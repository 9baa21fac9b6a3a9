use clap::{Args, Parser, Subcommand, ValueEnum};
use std::path::{Path, PathBuf};
use tp_config::{ConfigError, EngineConfig};
use tp_props::{
    DatabaseEnthalpy, GasComposition, MixtureEnthalpy, NasaPolynomials, PropertyKind, PropsError,
    ShomateTables, SweepAxis, SweepDefinition, SweepError, SweepType,
    execute_property_sweep, mixture_viscosity,
};
use tp_solver::{SolverError, invert_enthalpy_with};
use tracing_subscriber::EnvFilter;

#[derive(Parser)]
#[command(name = "tp-cli")]
#[command(about = "Thermodynamic property engine CLI", long_about = None)]
struct Cli {
    /// Engine configuration file (YAML)
    #[arg(long, global = true)]
    config: Option<PathBuf>,

    #[command(subcommand)]
    command: Commands,
}

#[derive(Subcommand)]
enum Commands {
    /// Evaluate one property of one species
    Property {
        /// Species id or alias (e.g. H2O, WATER)
        species: String,
        /// Property tag (e.g. PSAT, CP, H, DENSITY)
        property: String,
        /// Temperature, in the record's convention
        #[arg(short, long)]
        t: f64,
        /// Pressure, in the record's convention
        #[arg(short, long, default_value_t = 101_325.0)]
        p: f64,
        /// Target unit
        #[arg(short, long, default_value = "DEFAULT")]
        unit: String,
        /// Report failures as errors instead of printing -1
        #[arg(long)]
        strict: bool,
    },
    /// Dump the parsed records of a species
    Records {
        species: String,
    },
    /// Mixture enthalpy [J/Nm³] relative to the reference temperature
    MixEnthalpy {
        /// Temperature [°C]
        #[arg(long)]
        t_c: f64,
        #[command(flatten)]
        composition: CompositionArgs,
        #[arg(long, value_enum, default_value_t = EnthalpySourceArg::Nasa)]
        source: EnthalpySourceArg,
    },
    /// Mixture temperature [°C] from its enthalpy [J/Nm³]
    MixTemperature {
        /// Enthalpy [J/Nm³]
        #[arg(long)]
        h: f64,
        /// Previous solution [°C], used as the starting point
        #[arg(long)]
        prior: Option<f64>,
        #[command(flatten)]
        composition: CompositionArgs,
        #[arg(long, value_enum, default_value_t = EnthalpySourceArg::Nasa)]
        source: EnthalpySourceArg,
    },
    /// Mixture viscosity [Pa·s] by the Wilke rule
    MixViscosity {
        /// Temperature [°C]
        #[arg(long)]
        t_c: f64,
        #[command(flatten)]
        composition: CompositionArgs,
    },
    /// Evaluate a property across a temperature or pressure range
    Sweep {
        species: String,
        property: String,
        #[arg(long, value_enum, default_value_t = AxisArg::Temperature)]
        axis: AxisArg,
        /// Start value, optionally with a unit (e.g. "300K", "1bar")
        #[arg(long)]
        start: String,
        /// End value, optionally with a unit
        #[arg(long)]
        end: String,
        #[arg(long, default_value_t = 11)]
        points: usize,
        /// Logarithmic spacing
        #[arg(long)]
        log: bool,
        /// Pressure [Pa] of a temperature sweep, or temperature [K] of a pressure sweep
        #[arg(long, default_value_t = 101_325.0)]
        fixed: f64,
        #[arg(short, long, default_value = "DEFAULT")]
        unit: String,
    },
    /// Validate a configuration file and print the effective settings
    CheckConfig {
        path: PathBuf,
    },
}

/// Gas amounts: mole fractions, molar flows or normal volume flows.
#[derive(Args)]
struct CompositionArgs {
    #[arg(long, default_value_t = 0.0)]
    co2: f64,
    #[arg(long, default_value_t = 0.0)]
    h2o: f64,
    #[arg(long, default_value_t = 0.0)]
    o2: f64,
    #[arg(long, default_value_t = 0.0)]
    n2: f64,
    #[arg(long, default_value_t = 0.0)]
    co: f64,
    #[arg(long, default_value_t = 0.0)]
    h2: f64,
}

impl CompositionArgs {
    fn composition(&self) -> Result<GasComposition, PropsError> {
        GasComposition::flue_gas(self.co2, self.h2o, self.o2, self.n2, self.co, self.h2)
    }
}

#[derive(Clone, Copy, ValueEnum)]
enum EnthalpySourceArg {
    Nasa,
    Shomate,
    Database,
}

#[derive(Clone, Copy, ValueEnum)]
enum AxisArg {
    Temperature,
    Pressure,
}

#[derive(thiserror::Error, Debug)]
enum CliError {
    #[error(transparent)]
    Config(#[from] ConfigError),
    #[error(transparent)]
    Props(#[from] PropsError),
    #[error(transparent)]
    Solver(#[from] SolverError),
    #[error(transparent)]
    Sweep(#[from] SweepError),
}

type CliResult<T> = Result<T, CliError>;

/// Pressure at which database enthalpies are looked up [Pa].
const ATMOSPHERIC_PA: f64 = 101_325.0;

fn main() -> CliResult<()> {
    tracing_subscriber::fmt()
        .with_env_filter(
            EnvFilter::try_from_default_env().unwrap_or_else(|_| EnvFilter::new("warn")),
        )
        .with_writer(std::io::stderr)
        .init();

    let cli = Cli::parse();
    let config = match &cli.config {
        Some(path) => tp_config::load_yaml(path)?,
        None => EngineConfig::default(),
    };

    match cli.command {
        Commands::Property {
            species,
            property,
            t,
            p,
            unit,
            strict,
        } => cmd_property(&config, &species, &property, t, p, &unit, strict),
        Commands::Records { species } => cmd_records(&config, &species),
        Commands::MixEnthalpy {
            t_c,
            composition,
            source,
        } => cmd_mix_enthalpy(&config, t_c, &composition.composition()?, source),
        Commands::MixTemperature {
            h,
            prior,
            composition,
            source,
        } => cmd_mix_temperature(&config, h, prior, &composition.composition()?, source),
        Commands::MixViscosity { t_c, composition } => {
            let mu = mixture_viscosity(t_c, &composition.composition()?)?;
            println!("{:.6e}", mu.value);
            Ok(())
        }
        Commands::Sweep {
            species,
            property,
            axis,
            start,
            end,
            points,
            log,
            fixed,
            unit,
        } => {
            let axis = match axis {
                AxisArg::Temperature => SweepAxis::Temperature,
                AxisArg::Pressure => SweepAxis::Pressure,
            };
            let spacing = if log {
                SweepType::Logarithmic
            } else {
                SweepType::Linear
            };
            let sweep = SweepDefinition::from_text(start, end, axis, points, spacing)?;
            cmd_sweep(&config, &species, &property, &sweep, fixed, &unit)
        }
        Commands::CheckConfig { path } => cmd_check_config(&path),
    }
}

fn cmd_property(
    config: &EngineConfig,
    species: &str,
    property: &str,
    t: f64,
    p: f64,
    unit: &str,
    strict: bool,
) -> CliResult<()> {
    let db = config.open_database();
    let value = if strict {
        db.get_property(species, property, t, p, unit)?
    } else {
        db.thermodynamic_property(species, property, t, p, unit)
    };
    println!("{value}");
    Ok(())
}

fn cmd_records(config: &EngineConfig, species: &str) -> CliResult<()> {
    let records = config.open_database().species_records(species)?;
    if records.is_empty() {
        println!("No records for {species}");
    }
    for record in records {
        println!("{record}");
    }
    Ok(())
}

fn cmd_mix_enthalpy(
    config: &EngineConfig,
    t_c: f64,
    composition: &GasComposition,
    source: EnthalpySourceArg,
) -> CliResult<()> {
    let basis = config.enthalpy_basis();
    let h = match source {
        EnthalpySourceArg::Nasa => MixtureEnthalpy::new(NasaPolynomials)
            .with_basis(basis)
            .enthalpy(t_c, composition)?,
        EnthalpySourceArg::Shomate => MixtureEnthalpy::new(ShomateTables)
            .with_basis(basis)
            .enthalpy(t_c, composition)?,
        EnthalpySourceArg::Database => {
            let db = config.open_database();
            MixtureEnthalpy::new(DatabaseEnthalpy::new(&db, ATMOSPHERIC_PA))
                .with_basis(basis)
                .enthalpy(t_c, composition)?
        }
    };
    println!("{h:.3}");
    Ok(())
}

fn cmd_mix_temperature(
    config: &EngineConfig,
    h: f64,
    prior: Option<f64>,
    composition: &GasComposition,
    source: EnthalpySourceArg,
) -> CliResult<()> {
    let basis = config.enthalpy_basis();
    let solver = config.solver_config();
    let result = match source {
        EnthalpySourceArg::Nasa => {
            let mix = MixtureEnthalpy::new(NasaPolynomials).with_basis(basis);
            invert_enthalpy_with(&mix, h, composition, prior, &solver)?
        }
        EnthalpySourceArg::Shomate => {
            let mix = MixtureEnthalpy::new(ShomateTables).with_basis(basis);
            invert_enthalpy_with(&mix, h, composition, prior, &solver)?
        }
        EnthalpySourceArg::Database => {
            let db = config.open_database();
            let mix =
                MixtureEnthalpy::new(DatabaseEnthalpy::new(&db, ATMOSPHERIC_PA)).with_basis(basis);
            invert_enthalpy_with(&mix, h, composition, prior, &solver)?
        }
    };
    println!("{:.3}", result.x);
    tracing::info!(iterations = result.iterations, "mixture temperature solved");
    Ok(())
}

fn cmd_sweep(
    config: &EngineConfig,
    species: &str,
    property: &str,
    sweep: &SweepDefinition,
    fixed: f64,
    unit: &str,
) -> CliResult<()> {
    let kind = PropertyKind::from_tag(property)?;
    let db = config.open_database();
    let result = execute_property_sweep(&db, species, kind, unit, sweep, fixed)?;

    println!("# {sweep}");
    println!("# {species} {kind} [{unit}]");
    for (x, value) in result.independent_values.iter().zip(&result.values) {
        match value {
            Some(v) => println!("{x}\t{v}"),
            None => println!("{x}\t-"),
        }
    }
    for (i, msg) in &result.failures {
        eprintln!("point {i}: {msg}");
    }
    println!(
        "# {} succeeded, {} failed",
        result.num_successful, result.num_failed
    );
    Ok(())
}

fn cmd_check_config(path: &Path) -> CliResult<()> {
    println!("Validating config: {}", path.display());
    let config = tp_config::load_yaml(path)?;
    println!("✓ Config is valid");
    println!("  index file: {}", config.database.index_file.display());
    if let Some(secondary) = &config.database.secondary_index {
        println!("  secondary index: {}", secondary.display());
    }
    println!("  upper bound: {:?}", config.interpolation.upper_bound);
    println!(
        "  solver: {} iterations, tolerance {}, damping {}",
        config.solver.max_iterations, config.solver.tolerance, config.solver.damping
    );
    Ok(())
}
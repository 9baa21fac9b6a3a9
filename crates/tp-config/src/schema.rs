//! Engine configuration file schema.

use serde::{Deserialize, Serialize};
use std::path::PathBuf;
use tp_props::{EnthalpyBasis, PropertyDatabase, UpperBoundPolicy};
use tp_solver::{DampedNewtonConfig, InversionConfig};

#[derive(Debug, Clone, PartialEq, Serialize, Deserialize)]
pub struct EngineConfig {
    #[serde(default)]
    pub database: DatabaseConfig,
    #[serde(default)]
    pub interpolation: InterpolationConfig,
    #[serde(default)]
    pub solver: SolverConfig,
    /// Temperature of zero sensible mixture enthalpy [°C].
    #[serde(default = "default_reference_temperature_c")]
    pub reference_temperature_c: f64,
    /// Ideal-gas molar volume at normal conditions [m³/mol].
    #[serde(default = "default_normal_molar_volume")]
    pub normal_molar_volume: f64,
}

#[derive(Debug, Clone, PartialEq, Serialize, Deserialize)]
pub struct DatabaseConfig {
    /// Primary `SPECIES_ID/COMPOSITION/THERMO_DATA` index.
    pub index_file: PathBuf,
    /// Legacy `COMPOUND/COMPOSITION/FILE` index, searched second.
    #[serde(default, skip_serializing_if = "Option::is_none")]
    pub secondary_index: Option<PathBuf>,
}

#[derive(Debug, Clone, Copy, Default, PartialEq, Serialize, Deserialize)]
pub struct InterpolationConfig {
    #[serde(default)]
    pub upper_bound: UpperBoundPolicy,
}

#[derive(Debug, Clone, Copy, PartialEq, Serialize, Deserialize)]
#[serde(default)]
pub struct SolverConfig {
    pub max_iterations: usize,
    pub tolerance: f64,
    pub damping: f64,
    pub fd_step: f64,
    /// Starting temperature [°C] when no prior estimate exists.
    pub initial_guess_c: f64,
}

fn default_reference_temperature_c() -> f64 {
    EnthalpyBasis::default().reference_c
}

fn default_normal_molar_volume() -> f64 {
    EnthalpyBasis::default().molar_volume
}

impl Default for DatabaseConfig {
    fn default() -> Self {
        Self {
            index_file: PathBuf::from("species_index.txt"),
            secondary_index: None,
        }
    }
}

impl Default for SolverConfig {
    fn default() -> Self {
        let newton = DampedNewtonConfig::default();
        Self {
            max_iterations: newton.max_iterations,
            tolerance: newton.tolerance,
            damping: newton.damping,
            fd_step: newton.fd_step,
            initial_guess_c: InversionConfig::default().initial_guess_c,
        }
    }
}

impl Default for EngineConfig {
    fn default() -> Self {
        Self {
            database: DatabaseConfig::default(),
            interpolation: InterpolationConfig::default(),
            solver: SolverConfig::default(),
            reference_temperature_c: default_reference_temperature_c(),
            normal_molar_volume: default_normal_molar_volume(),
        }
    }
}

impl EngineConfig {
    /// Database handle with the configured indexes and interpolation policy.
    pub fn open_database(&self) -> PropertyDatabase {
        let db = PropertyDatabase::new(&self.database.index_file)
            .with_upper_bound_policy(self.interpolation.upper_bound);
        match &self.database.secondary_index {
            Some(path) => db.with_secondary_index(path),
            None => db,
        }
    }

    pub fn solver_config(&self) -> InversionConfig {
        InversionConfig {
            newton: DampedNewtonConfig {
                max_iterations: self.solver.max_iterations,
                tolerance: self.solver.tolerance,
                damping: self.solver.damping,
                fd_step: self.solver.fd_step,
            },
            initial_guess_c: self.solver.initial_guess_c,
        }
    }

    pub fn enthalpy_basis(&self) -> EnthalpyBasis {
        EnthalpyBasis {
            reference_c: self.reference_temperature_c,
            molar_volume: self.normal_molar_volume,
        }
    }
}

**ASSIGNED TASK**
Since only part of the listing is wanted, copy exactly the lines from the one holding "#[arg(long, default_value_t = 101_325.0)]" to the one holding "const ATMOSPHERIC_PA: f64 = 101_325.0;", both included.

**ANSWER SECTION**
        #[arg(long, default_value_t = 101_325.0)]
        fixed: f64,
        #[arg(short, long, default_value = "DEFAULT")]
        unit: String,
    },
    /// Validate a configuration file and print the effective settings
    CheckConfig {
        path: PathBuf,
    },
}

/// Gas amounts: mole fractions, molar flows or normal volume flows.
#[derive(Args)]
struct CompositionArgs {
    #[arg(long, default_value_t = 0.0)]
    co2: f64,
    #[arg(long, default_value_t = 0.0)]
    h2o: f64,
    #[arg(long, default_value_t = 0.0)]
    o2: f64,
    #[arg(long, default_value_t = 0.0)]
    n2: f64,
    #[arg(long, default_value_t = 0.0)]
    co: f64,
    #[arg(long, default_value_t = 0.0)]
    h2: f64,
}

impl CompositionArgs {
    fn composition(&self) -> Result<GasComposition, PropsError> {
        GasComposition::flue_gas(self.co2, self.h2o, self.o2, self.n2, self.co, self.h2)
    }
}

#[derive(Clone, Copy, ValueEnum)]
enum EnthalpySourceArg {
    Nasa,
    Shomate,
    Database,
}

#[derive(Clone, Copy, ValueEnum)]
enum AxisArg {
    Temperature,
    Pressure,
}

#[derive(thiserror::Error, Debug)]
enum CliError {
    #[error(transparent)]
    Config(#[from] ConfigError),
    #[error(transparent)]
    Props(#[from] PropsError),
    #[error(transparent)]
    Solver(#[from] SolverError),
    #[error(transparent)]
    Sweep(#[from] SweepError),
}

type CliResult<T> = Result<T, CliError>;

/// Pressure at which database enthalpies are looked up [Pa].
const ATMOSPHERIC_PA: f64 = 101_325.0;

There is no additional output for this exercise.